SANG PEMBEBAS

Roman Sejarah dan Kiprah Petualangan Kesatria Tana Ugi, La Maddukkelleng

0 59

SEJAK peristiwa perang habis-habisan dengan Bone ditambah tekanan Persekutuan Tellumpoccoe, Peneki jadi semakin lemah. La Maddukkelleng merasa kehilangan pengaruh. Beberapa usulan kepada Arung Matoa tentang kebijakan politik Wajo tidak diindahkan. La Maddukkelleng yang dulu menjadi pahlawan Wajo, kini seolah menjadi beban Wajo.

Maka ia lebih banyak berdiam di istana bersama istri, anak dan cucunya. Ia kecewa pada sikap politik pemerintahan Wajo yang melunak pada Belanda. Perjuangan panjang yang pernah ditorehkannya demi menjadikan Kompeni Belanda sebagai musuh bersama di Tana Ugi menjadi kehilangan hasil.

Ia enggan keluar dan lebih sering di masjid kecil samping istana. Tak pernah menemui orang-orang kecuali keluarga dekat. Ia juga menolak untuk hadir di pengadilan Tellumpoccoe lagi. Tercatat, tak pernah ada putusan apa-apa terhadap dirinya yang didakwah dengan pasal berat yakni makar terhadap adat.
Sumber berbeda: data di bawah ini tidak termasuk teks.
#[cfg(test)]
mod tests {
    use super::*;

    /// Sink that records every write
    #[derive(Default)]
    struct RecordingSink {
        writes: Vec<Vec3>,
    }

    impl PositionSink for RecordingSink {
        fn set_position(&mut self, position: Vec3) {
            self.writes.push(position);
        }
    }

    fn clip(duration: f32, start: Vec3, end: Vec3) -> Clip {
        Clip::between(duration, start, end).unwrap()
    }

    fn two_clips() -> ClipSequencer {
        ClipSequencer::with_clips([
            clip(10.0, Vec3::ZERO, Vec3::new(10.0, 0.0, 0.0)),
            clip(10.0, Vec3::new(0.0, 10.0, 0.0), Vec3::new(0.0, 20.0, 0.0)),
        ])
    }

    #[test]
    fn test_two_clip_scenario() {
        let mut seq = two_clips();
        let mut sink = RecordingSink::default();

        // tick 1: halfway through clip 0
        let outcome = seq.advance(5.0, Some(&mut sink)).unwrap();
        assert_eq!(outcome, TickOutcome::Moved(Vec3::new(5.0, 0.0, 0.0)));
        assert_eq!(seq.elapsed(), 5.0);

        // tick 2: clip 0 done, no write
        let outcome = seq.advance(5.0, Some(&mut sink)).unwrap();
        assert_eq!(outcome, TickOutcome::Advanced { from: 0, to: 1, wrapped: false });
        assert_eq!(seq.active_index(), 1);
        assert_eq!(seq.elapsed(), 0.0);
        assert_eq!(sink.writes.len(), 1);

        // tick 3: halfway through clip 1
        let outcome = seq.advance(5.0, Some(&mut sink)).unwrap();
        assert_eq!(outcome, TickOutcome::Moved(Vec3::new(0.0, 15.0, 0.0)));

        // tick 4: wrap back to clip 0, no write
        let outcome = seq.advance(5.0, Some(&mut sink)).unwrap();
        assert_eq!(outcome, TickOutcome::Advanced { from: 1, to: 0, wrapped: true });
        assert_eq!(seq.active_index(), 0);
        assert_eq!(seq.elapsed(), 0.0);
        assert_eq!(sink.writes, vec![Vec3::new(5.0, 0.0, 0.0), Vec3::new(0.0, 15.0, 0.0)]);
    }

    #[test]
    fn test_empty_sequencer_is_noop() {
        let mut seq = ClipSequencer::new();
        let mut sink = RecordingSink::default();
        assert_eq!(seq.advance(1.0, Some(&mut sink)).unwrap(), TickOutcome::Idle);
        assert_eq!(seq.advance(1.0, None).unwrap(), TickOutcome::Idle);
        assert!(sink.writes.is_empty());
        assert_eq!(seq.elapsed(), 0.0);
        assert!(seq.current_position().is_none());
    }

    #[test]
    fn test_loops_after_n_completions() {
        for n in 1..=5 {
            let clips = (0..n).map(|i| clip(1.0 + i as f32, Vec3::ZERO, Vec3::ONE));
            let mut seq = ClipSequencer::with_clips(clips);
            let mut target = Vec3::ZERO;

            let mut completions = 0;
            while completions < n {
                let outcome = seq.advance(0.5, Some(&mut target)).unwrap();
                if let TickOutcome::Advanced { wrapped, .. } = outcome {
                    completions += 1;
                    assert_eq!(wrapped, completions == n);
                    assert_eq!(seq.active_index(), completions % n);
                }
            }
            assert_eq!(seq.active_index(), 0);
        }
    }

    #[test]
    fn test_single_clip_loops_itself() {
        let mut seq = ClipSequencer::with_clips([clip(2.0, Vec3::ZERO, Vec3::X)]);
        let mut target = Vec3::ZERO;

        seq.advance(1.0, Some(&mut target)).unwrap();
        let outcome = seq.advance(1.0, Some(&mut target)).unwrap();
        assert_eq!(outcome, TickOutcome::Advanced { from: 0, to: 0, wrapped: true });
        assert_eq!(seq.active_index(), 0);
        assert_eq!(seq.elapsed(), 0.0);

        seq.advance(0.5, Some(&mut target)).unwrap();
        assert_eq!(target, Vec3::new(0.25, 0.0, 0.0));
    }

    #[test]
    fn test_overshoot_resets_to_zero() {
        let mut seq = two_clips();
        let mut target = Vec3::ZERO;

        // Spans both clips, but only one transition happens per tick
        let outcome = seq.advance(25.0, Some(&mut target)).unwrap();
        assert_eq!(outcome, TickOutcome::Advanced { from: 0, to: 1, wrapped: false });
        assert_eq!(seq.elapsed(), 0.0);
        assert_eq!(target, Vec3::ZERO);
    }

    #[test]
    fn test_playback_speed_scales_time() {
        let mut seq = two_clips().with_playback_speed(2.0).unwrap();
        let mut target = Vec3::ZERO;
        seq.advance(2.5, Some(&mut target)).unwrap();
        assert_eq!(seq.elapsed(), 5.0);
        assert_eq!(target, Vec3::new(5.0, 0.0, 0.0));

        seq.set_playback_speed(0.0).unwrap();
        seq.advance(100.0, Some(&mut target)).unwrap();
        assert_eq!(seq.elapsed(), 5.0);
        assert_eq!(seq.active_index(), 0);
    }

    #[test]
    fn test_rejects_invalid_speed() {
        let mut seq = two_clips();
        for speed in [-1.0, f32::NAN, f32::INFINITY] {
            assert!(matches!(
                seq.set_playback_speed(speed),
                Err(SequencerError::Configuration(_))
            ));
        }
        assert_eq!(seq.playback_speed(), 1.0);
    }

    #[test]
    fn test_rejects_invalid_delta() {
        let mut seq = two_clips();
        let mut target = Vec3::ZERO;
        assert!(matches!(
            seq.advance(-1.0, Some(&mut target)),
            Err(SequencerError::InvalidDelta(_))
        ));
        assert!(seq.advance(f32::NAN, Some(&mut target)).is_err());
        assert_eq!(seq.elapsed(), 0.0);
    }

    #[test]
    fn test_missing_target_fails_without_mutation() {
        let mut seq = two_clips();

        for attempt in 1..=3 {
            let err = seq.advance(5.0, None).unwrap_err();
            assert!(err.is_missing_target());
            assert_eq!(seq.failed_writes(), attempt);
            assert_eq!(seq.elapsed(), 0.0);
            assert_eq!(seq.active_index(), 0);
        }

        let mut target = Vec3::ZERO;
        seq.advance(5.0, Some(&mut target)).unwrap();
        assert_eq!(seq.failed_writes(), 0);
        assert_eq!(target, Vec3::new(5.0, 0.0, 0.0));

        // Transition ticks write nothing, so they need no target
        let outcome = seq.advance(5.0, None).unwrap();
        assert!(matches!(outcome, TickOutcome::Advanced { .. }));
    }

    #[test]
    fn test_pause_ignores_ticks() {
        let mut seq = two_clips();
        let mut sink = RecordingSink::default();

        seq.pause();
        assert!(!seq.is_playing());
        assert_eq!(seq.advance(5.0, Some(&mut sink)).unwrap(), TickOutcome::Idle);
        assert!(sink.writes.is_empty());

        seq.toggle_playback();
        assert_eq!(seq.state(), PlaybackState::Playing);
        seq.advance(5.0, Some(&mut sink)).unwrap();
        assert_eq!(sink.writes.len(), 1);
    }

    #[test]
    fn test_set_clips_resets_playback() {
        let mut seq = two_clips();
        let mut target = Vec3::ZERO;
        seq.advance(10.0, Some(&mut target)).unwrap();
        seq.advance(3.0, Some(&mut target)).unwrap();
        assert_eq!(seq.active_index(), 1);

        seq.set_clips([clip(4.0, Vec3::ZERO, Vec3::Y)]);
        assert_eq!(seq.active_index(), 0);
        assert_eq!(seq.elapsed(), 0.0);
        assert!(seq.take_events().is_empty());

        seq.advance(1.0, Some(&mut target)).unwrap();
        assert_eq!(target, Vec3::new(0.0, 0.25, 0.0));

        seq.clear();
        assert!(seq.is_empty());
        assert_eq!(seq.advance(1.0, Some(&mut target)).unwrap(), TickOutcome::Idle);
    }

    #[test]
    fn test_push_clip_on_empty_starts_at_first() {
        let mut seq = ClipSequencer::new();
        let mut target = Vec3::ZERO;
        seq.advance(1.0, Some(&mut target)).unwrap();

        seq.push_clip(clip(2.0, Vec3::ZERO, Vec3::Z));
        assert_eq!(seq.active_index(), 0);
        seq.advance(1.0, Some(&mut target)).unwrap();
        assert_eq!(target, Vec3::new(0.0, 0.0, 0.5));
    }

    #[test]
    fn test_seek_and_queries() {
        let mut seq = two_clips();
        assert_eq!(seq.loop_duration(), 20.0);
        assert!(seq.seek_clip(2).is_err());

        seq.seek_clip(1).unwrap();
        let mut target = Vec3::ZERO;
        seq.advance(2.5, Some(&mut target)).unwrap();
        assert_eq!(seq.progress(), Some(0.25));
        assert_eq!(seq.current_position(), Some(Vec3::new(0.0, 12.5, 0.0)));

        seq.reset();
        assert_eq!(seq.active_index(), 0);
        assert_eq!(seq.progress(), Some(0.0));
    }

    #[test]
    fn test_transition_events() {
        let mut seq = two_clips();
        let ids: Vec<_> = seq.clips().iter().map(|c| c.id).collect();
        let mut target = Vec3::ZERO;

        // Every tick of 10.0 finishes the active clip
        seq.advance(10.0, Some(&mut target)).unwrap();
        assert_eq!(
            seq.take_events(),
            vec![SequencerEvent::ClipStarted { index: 1, clip: ids[1] }]
        );

        seq.advance(10.0, Some(&mut target)).unwrap();
        assert_eq!(
            seq.take_events(),
            vec![
                SequencerEvent::Looped,
                SequencerEvent::ClipStarted { index: 0, clip: ids[0] },
            ]
        );
        assert!(seq.take_events().is_empty());

        // In-progress ticks queue nothing
        seq.advance(5.0, Some(&mut target)).unwrap();
        assert!(seq.take_events().is_empty());
    }

    #[test]
    fn test_undrained_events_stay_bounded() {
        let mut seq = ClipSequencer::with_clips([
            clip(1.0, Vec3::ZERO, Vec3::X),
            clip(1.0, Vec3::X, Vec3::Y),
        ]);
        let mut target = Vec3::ZERO;

        for _ in 0..200_000 {
            seq.advance(0.5, Some(&mut target)).unwrap();
        }
        assert!(seq.take_events().len() <= 2);
    }

    #[test]
    fn test_reset_drops_stale_state() {
        let mut seq = ClipSequencer::with_clips([
            clip(1.0, Vec3::ZERO, Vec3::X),
            clip(1.0, Vec3::X, Vec3::Y),
        ]);
        let mut target = Vec3::ZERO;

        assert!(seq.advance(0.5, None).is_err());
        assert_eq!(seq.failed_writes(), 1);

        // Finishes clip 0 and queues the start of clip 1
        seq.advance(1.0, Some(&mut target)).unwrap();
        assert_eq!(seq.active_index(), 1);
        assert_eq!(seq.failed_writes(), 1);

        seq.reset();
        assert!(seq.take_events().is_empty());
        assert_eq!(seq.failed_writes(), 0);
        assert_eq!(seq.active_index(), 0);
    }
}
Kesehatannya merosot tajam. Tubuhnya yang dulu tegap dan kekar sempurna sebagai seorang pendekar pamencak kelas atas kini mulai terlihat kurus, garis-garis ketuaan semakin nampak meski ia tetaplah sosok yang memiliki pesona aura yang sangat kuat.

CERITA SEBELUMNYA :

Suatu hari selepas Jum’at, ia memanggil cucunya memasuki kamar pribadinya. Aji Imbut yang telah menjadi pemuda tanggung itu masuk disertai neneknya, Ratu Andin Anjang.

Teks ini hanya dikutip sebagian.